The exception is the two-stage partial shutdown of 1995 and 1996. Then, as now, a Democratic president clashed over spending priorities with a recently installed Republican House majority. Then, as now, Congress had failed to fund the government for a full fiscal year, so agencies depended on a series of "continuing resolutions" to keep them in businesses while lawmakers feuded.
When Clinton in late 1995 vetoed a Republican-crafted spending bill — he called it insufficient for health care, education and other programs — parts of the government closed for six days.
After a brief truce, the parties clashed again. Hundreds of thousands of "non-essential" federal workers were furloughed for three weeks, from mid-December to early January. (Some workers eventually received back pay for missed days). National parks, museums, passport offices and other agencies closed.

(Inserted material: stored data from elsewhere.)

impl ExchangeConnector {
    /// Create a connector for `venue`, registering its book and status entry.
    #[allow(clippy::too_many_arguments)]
    pub fn new(
        venue: Venue,
        symbol: String,
        books: Arc<DashMap<Venue, OrderBook>>,
        aggregator: AggregatorHandle,
        status: StatusBoard,
        policy: BackoffPolicy,
        keepalive_interval: Duration,
        handshake_timeout: Duration,
    ) -> Self {
        let spec = venue.spec();
        books.entry(venue).or_default();
        status.insert(venue, VenueStatus::new());

        Self {
            venue,
            host: spec.host.to_string(),
            port: spec.port,
            path: venue.path(&symbol),
            symbol,
            keepalive: spec.keepalive,
            keepalive_interval,
            handshake_timeout,
            policy,
            retries: 0,
            books,
            aggregator,
            status,
        }
    }

    /// Override the venue's default endpoint (testnets, local fixtures).
    pub fn with_endpoint(mut self, host: impl Into<String>, port: u16) -> Self {
        self.host = host.into();
        self.port = port;
        self
    }

    /// Run the connection lifecycle until a permanent stop.
    ///
    /// The retry counter is deliberately not reset on successful reads: a
    /// venue that keeps flapping exhausts its budget and stops rather than
    /// churning forever. It resets only with a fresh connector (restart).
    pub async fn run(mut self) {
        info!(venue = %self.venue, host = %self.host, "Starting connector");

        loop {
            let err = match self.connect_and_stream().await {
                Err(err) => err,
                // The read loop only exits through an error.
                Ok(()) => ConnectorError::StreamEnded,
            };

            self.record_error(&err);

            if !err.is_recoverable() {
                error!(venue = %self.venue, error = %err, "Fatal connector error, stopping");
                self.stop();
                return;
            }

            self.retries += 1;
            if self.retries > self.policy.max_retries {
                error!(
                    venue = %self.venue,
                    retries = self.retries - 1,
                    "Retry budget exhausted, stopping; last book stays frozen"
                );
                self.stop();
                return;
            }

            let delay = self.policy.delay_for(self.retries);
            warn!(
                venue = %self.venue,
                error = %err,
                retry = self.retries,
                delay_ms = delay.as_millis(),
                "Reconnecting after delay"
            );
            self.set_state(ConnectionState::Reconnecting);
            metrics::inc_ws_reconnects(self.venue);

            tokio::time::sleep(delay).await;
        }
    }

    /// One full connection attempt: handshakes, subscribe, then the read
    /// loop. Returns only on error.
    async fn connect_and_stream(&self) -> Result<(), ConnectorError> {
        self.set_state(ConnectionState::Resolving);
        let mut addrs = tokio::net::lookup_host((self.host.as_str(), self.port))
            .await
            .map_err(ConnectorError::Resolve)?;
        let addr = addrs
            .next()
            .ok_or_else(|| ConnectorError::NoAddress(self.host.clone()))?;

        self.set_state(ConnectionState::Connecting);
        let tcp = TcpStream::connect(addr)
            .await
            .map_err(ConnectorError::Connect)?;
        tcp.set_nodelay(true).map_err(ConnectorError::Connect)?;

        let endpoint = Url::parse(&format!("wss://{}:{}{}", self.host, self.port, self.path))?;

        // One deadline covers TLS + upgrade; leaving this scope on success is
        // what guarantees the timer can never fire against a live connection.
        let mut ws = match timeout(self.handshake_timeout, self.handshake(endpoint, tcp)).await {
            Ok(result) => result?,
            Err(_) => return Err(ConnectorError::HandshakeTimeout),
        };

        if let Some(subscribe) = self.venue.subscribe_message(&self.symbol) {
            self.set_state(ConnectionState::Subscribing);
            ws.send(Message::Text(subscribe)).await?;
            debug!(venue = %self.venue, "Subscribed");
        }

        self.set_state(ConnectionState::Streaming);
        info!(venue = %self.venue, symbol = %self.symbol, "Streaming market data");

        self.read_loop(&mut ws).await
    }

    /// TLS client handshake with SNI and peer verification, then the
    /// WebSocket upgrade.
    async fn handshake(&self, endpoint: Url, tcp: TcpStream) -> Result<TlsWebSocket, ConnectorError> {
        self.set_state(ConnectionState::TlsHandshake);
        let connector = tokio_native_tls::TlsConnector::from(native_tls::TlsConnector::new()?);
        let tls = connector.connect(&self.host, tcp).await?;

        self.set_state(ConnectionState::ProtocolHandshake);
        let (ws, _response) = client_async(endpoint.as_str(), tls).await?;

        Ok(ws)
    }

    /// Read messages until an error, pinging on the venue's keepalive
    /// interval.
    async fn read_loop(&self, ws: &mut TlsWebSocket) -> Result<(), ConnectorError> {
        let mut keepalive = tokio::time::interval_at(
            tokio::time::Instant::now() + self.keepalive_interval,
            self.keepalive_interval,
        );

        loop {
            tokio::select! {
                frame = ws.next() => {
                    let message = frame.ok_or(ConnectorError::StreamEnded)??;
                    self.handle_frame(message)?;
                }
                _ = keepalive.tick() => {
                    match self.keepalive {
                        Keepalive::FrameLevel => {
                            ws.send(Message::Ping(b"keep-alive".to_vec())).await?;
                        }
                        Keepalive::JsonPing => {
                            ws.send(Message::Text(r#"{"op": "ping"}"#.to_string())).await?;
                        }
                    }
                    debug!(venue = %self.venue, "Ping sent");
                }
            }
        }
    }

    /// Classify one frame: data frames go through the venue decoder into the
    /// book, keepalive traffic is skipped, close frames end the connection.
    fn handle_frame(&self, message: Message) -> Result<(), ConnectorError> {
        match message {
            Message::Text(text) => {
                self.handle_text(&text);
                Ok(())
            }
            Message::Ping(_) => {
                // tungstenite queues the pong automatically.
                debug!(venue = %self.venue, "Received ping");
                Ok(())
            }
            Message::Pong(_) => {
                debug!(venue = %self.venue, "Received pong");
                Ok(())
            }
            Message::Close(frame) => Err(ConnectorError::RemoteClosed {
                reason: frame
                    .map(|f| f.reason.to_string())
                    .unwrap_or_else(|| "no close frame".to_string()),
            }),
            _ => Ok(()),
        }
    }

    /// Decode and apply one text frame, then notify the aggregator.
    ///
    /// A message that fails to parse is logged and discarded; it never
    /// terminates the connection or touches the book.
    fn handle_text(&self, text: &str) {
        let started = Instant::now();
        metrics::inc_ws_messages_received(self.venue);

        match self.venue.parse(text) {
            Ok(BookEvent::Control) => {}
            Ok(event) => {
                if let Some(mut book) = self.books.get_mut(&self.venue) {
                    book.apply(&event);
                }
                self.aggregator.notify_book_changed(self.venue);
            }
            Err(err) => {
                metrics::inc_parse_errors(self.venue);
                warn!(venue = %self.venue, error = %err, "Discarding unparseable message");
            }
        }

        metrics::record_ws_message_latency(started);
    }

    fn set_state(&self, state: ConnectionState) {
        debug!(venue = %self.venue, state = %state, "Connection state");
        if let Some(mut status) = self.status.get_mut(&self.venue) {
            status.state = state;
            status.retries = self.retries;
        }
    }

    fn record_error(&self, err: &ConnectorError) {
        if let Some(mut status) = self.status.get_mut(&self.venue) {
            status.last_error = Some(err.to_string());
        }
    }

    fn stop(&self) {
        self.set_state(ConnectionState::Stopped);
        metrics::inc_connectors_stopped(self.venue);
    }
}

Each party blamed the other. But public opinion soon swung toward Clinton and the Democrats. House Speaker Newt Gingrich didn't help himself by suggesting he had triggered the shutdown out of pique because Clinton had made him ride in the back of Air Force One. Friends called it the biggest mistake of Gingrich's career.
Republican lore portrays the 1995-96 shutdown as a political disaster. Lawmakers who lived through it have vowed: Never again.
"There's absolutely no way" House Republicans will allow a shutdown, said Rep. Jerry Lewis of California, first elected in 1978. "It was a big mistake when Newt did it."